Five key opportunities to reduce waste now

  1. Money talks – Matching up environmental, social and governance (ESG) goals with supply chain investment can help reduce waste and improve margins.
  2. Balance the stock – Boosting the visibility of supply and demand can lead to less waste and more contented consumers.
  3. Considerate consumption – Offering more durable products to consumers not only reduces waste but also addresses their need for affordability and quality.
  4. Trust in data – Transparency in the supply chain can help to reduce waste and profit loss caused by damage and strengthen partner and consumer trust.
  5. Human truths – Helping consumers make waste-free purchasing choices through education and transparency.
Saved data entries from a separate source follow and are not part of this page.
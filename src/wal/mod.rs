pub mod file;
pub mod frame;

use crate::catalog::PathId;
use crate::catalog::node::PathNode;
use crate::catalog::stream::StreamGroupInfo;
use crate::error::MetaError;
use crate::operation::{OperationId, StepId, TxId, TxStateRecord};
use crate::quota::{DomainConfig, DomainInfo};
use parking_lot::Mutex;
use serde::{Deserialize, Serialize};
use std::collections::BTreeMap;
use std::sync::Arc;

/// One persistent write staged by an operation.
#[derive(Debug, Clone, PartialEq, Eq, Serialize, Deserialize)]
pub enum JournalRecord {
    /// Full node image; replay overwrites the slot.
    Path(PathNode),
    DropStep {
        path_id: PathId,
        tx_id: TxId,
        step: StepId,
    },
    UserAttrs {
        path_id: PathId,
        attrs: BTreeMap<String, String>,
    },
    StreamGroup {
        path_id: PathId,
        info: StreamGroupInfo,
    },
    RemoveStreamGroup {
        path_id: PathId,
    },
    DirAlterVersion {
        path_id: PathId,
        version: u64,
    },
    DomainCounters {
        domain_id: PathId,
        info: DomainInfo,
    },
    DomainConfig {
        domain_id: PathId,
        config: DomainConfig,
    },
    TxState {
        op_id: OperationId,
        state: Option<TxStateRecord>,
    },
}

/// Records of one committed transaction, applied as a unit.
#[derive(Debug, Clone, PartialEq, Eq, Serialize, Deserialize)]
pub struct JournalBatch {
    pub seq: u64,
    pub tx_id: TxId,
    pub records: Vec<JournalRecord>,
}

impl JournalBatch {
    pub fn encode(&self) -> Result<Vec<u8>, MetaError> {
        rmp_serde::to_vec(self).map_err(|e| MetaError::Encode(e.to_string()))
    }

    pub fn decode(bytes: &[u8]) -> Result<Self, MetaError> {
        rmp_serde::from_slice(bytes).map_err(|e| MetaError::Decode(e.to_string()))
    }
}

/// Durability boundary consumed by the engine.
///
/// `append` either persists the whole batch or returns an error and persists
/// nothing; the engine treats an error as rollback of the transaction.
pub trait Journal: Send {
    fn append(&mut self, batch: &JournalBatch) -> Result<(), MetaError>;
    fn replay(&mut self) -> Result<Vec<JournalBatch>, MetaError>;
}

#[derive(Debug, Default)]
struct MemoryJournalInner {
    batches: Vec<Vec<u8>>,
    fail_next: usize,
}

/// In-memory journal keeping encoded batches.
///
/// Clones share storage, so a test can keep a handle, drop the shard and
/// reopen from the same journal.
#[derive(Debug, Clone, Default)]
pub struct MemoryJournal {
    inner: Arc<Mutex<MemoryJournalInner>>,
}

impl MemoryJournal {
    pub fn new() -> Self {
        Self::default()
    }

    /// Makes the next `count` appends fail without storing anything.
    pub fn fail_next_commits(&self, count: usize) {
        self.inner.lock().fail_next = count;
    }

    pub fn batch_count(&self) -> usize {
        self.inner.lock().batches.len()
    }
}

impl Journal for MemoryJournal {
    fn append(&mut self, batch: &JournalBatch) -> Result<(), MetaError> {
        let encoded = batch.encode()?;
        let mut inner = self.inner.lock();
        if inner.fail_next > 0 {
            inner.fail_next -= 1;
            return Err(MetaError::JournalCommit {
                message: format!("injected commit failure for tx {}", batch.tx_id),
            });
        }
        inner.batches.push(encoded);
        Ok(())
    }

    fn replay(&mut self) -> Result<Vec<JournalBatch>, MetaError> {
        let inner = self.inner.lock();
        inner
            .batches
            .iter()
            .map(|bytes| JournalBatch::decode(bytes))
            .collect()
    }
}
Key takeaways to minimise waste

  • Item-level visibility of inventory end-to-end negates the need for safety stocks: Overproduction occurs due to a lack of clarity on the amount of stock already being produced, distributed and purchased. Therefore, item-level visibility and accurate forecasting can provide this clarity and prevent problems before they occur.
  • Consumers need reassurance and open communication about the availability of goods: Consumers don’t like feeling the effects of scarcity or low stock levels, they want reassurance that they can get their hands on the essential items they need day-to-day. Food companies especially should aim to dial up reassurance when communicating with customers due to scarcity fears being strongest in this category.
  • With supply chain visibility brands can better implement FIFO policies: The world continues to be intricately interconnected by the global supply chain. While demand volatility is impossible to eliminate, it is possible to manage. With greater stock visibility, brands can better implement “first-in, first-out” (FIFO) policies – meeting consumer desires for reduced waste, while maintaining levels of stock that can cater to unforeseen disruption.